The workshop will provide insight into emerging topics of semantic communication considering theory, practice, as well as standardization. Topics of interest include, but are not limited to:
- Theoretical foundation for semantic communication
- Semantic representation and misalignment
- Semantic coding and signal processing
- Joint source and channel coding for semantic communications
- Semantic knowledge base construction and updating
- Protocols for semantic communication
- Communication and computing resource management for semantic communication
- Integration of semantic communication and edge/cloud computing
- Semantic communication for multi-modal data
- Semantic communication for multi-agent or multi-user systems
- AI/ML-driven optimization for semantic communications
- Gen-AI for semantic communication
- Network architectures for semantic communications
- End-to-end semantic communication systems
- Semantic communication for (beyond) 6G applications (autonomous systems, robotics, digital twins, metaverse, etc.)

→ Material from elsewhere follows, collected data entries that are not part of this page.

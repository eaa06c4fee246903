//! # Delivered notifications.
//!
//! A [`Notification`] is what subscribers receive: the rendered line plus
//! the category of the originating call. Payloads are shared `Arc<str>`s so
//! fanning one notification out to many subscribers never re-allocates.
//!
//! ## Ordering guarantees
//! Each notification carries a globally unique sequence number (`seq`) that
//! increases monotonically in enqueue order. Because the dispatch queue is
//! single-worker FIFO, subscribers observe strictly increasing `seq` values.

use std::sync::atomic::{AtomicU64, Ordering as AtomicOrdering};
use std::sync::Arc;
use std::time::SystemTime;

/// Global sequence counter for notification ordering.
static NOTIFY_SEQ: AtomicU64 = AtomicU64::new(0);

/// One formatted log line on its way to the subscribers.
#[derive(Debug, Clone)]
pub struct Notification {
    /// Globally unique, monotonically increasing sequence number.
    pub seq: u64,
    /// Wall-clock timestamp of the originating log call.
    pub at: SystemTime,
    /// The rendered line, exactly as returned by the log entry point.
    pub line: Arc<str>,
    /// Category of the originating call, if any.
    pub category: Option<Arc<str>>,
}

impl Notification {
    /// Creates a notification with the current timestamp and next sequence
    /// number.
    pub(crate) fn new(line: impl Into<Arc<str>>, category: Option<Arc<str>>) -> Self {
        Self {
            seq: NOTIFY_SEQ.fetch_add(1, AtomicOrdering::Relaxed),
            at: SystemTime::now(),
            line: line.into(),
            category,
        }
    }

    /// The rendered line.
    #[inline]
    pub fn line(&self) -> &str {
        &self.line
    }

    /// The category of the originating call, if one was set.
    #[inline]
    pub fn category(&self) -> Option<&str> {
        self.category.as_deref()
    }
}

- Privacy and security in semantic communications
- Experimental platforms, testbeds, and proof-of-concept for semantic communications
- Perspectives of standardization of semantic communications
14:00 - 14:10 Welcome
14:10 - 14:50 Keynote - prof. Paolo di Lorenzo: Semantic Bridges: Making AI-Native Communication Explainable and Interoperable
14:50 - 15:10 Deep Reinforcement Learning for Intelligent UAV-assisted Secured Semantic Communications
15:10 - 15:30 Computation offloading framework based on reconstruction-free semantic communication
15:30 - 16:00 Coffee break
16:00 - 16:20 Large Language Model-Based Semantic Communication System for Image Transmission
16:20 - 16:40 Toward a Unified Semantic Loss Model for Deep JSCC-based Transmission of EO Imagery
16:40 - 17:00 Secure-SFBL: Authenticating Generative Semantic Streams for Autonomous Agents
17:00 - 17:20 Spatial-Frequential Adaptive Learned Image Transmission for Precoded MIMO Systems
prof. Paolo Di Lorenzo, University of Rome, Italy
Title: Semantic Bridges: Making AI-Native Communication Explainable and Interoperable
Abstract: As we move toward 6G, AI-native communication promises to transform networks from bit-pipes into intelligent ecosystems that sense, reason, and exchange meaning. Yet this transformation cannot succeed on efficiency gains alone; AI systems must be able to learn semantics that are explainable, so humans can interpret and trust their behaviour, and interoperable, so heterogeneous agents can communicate and collaborate without semantic mismatch. This keynote introduces Semantic Bridges, a vision for connecting heterogeneous AI agents through aligned and interpretable semantics. We will highlight two key enablers of semantic explainability: topological methods, which uncover structural patterns in semantic representations, and token selection strategies, which clarify how semantic units are chosen and prioritized. Then, we will address the critical challenge of semantic mismatch, how AI agents with different internal semantic representations can achieve interoperability, communicate effectively, reach mutual understanding, and collaborate on complex tasks. The crux of the approach lies in semantic alignment between the latent spaces of heterogeneous AI agents. Finally, we show how this alignment extends to structural causal models, where structural semantics provide a foundation for transferring causal knowledge across models at multiple levels of abstraction. By aligning meaning between agents, semantic bridges make AI-native communication explainable, interoperable, and trustworthy.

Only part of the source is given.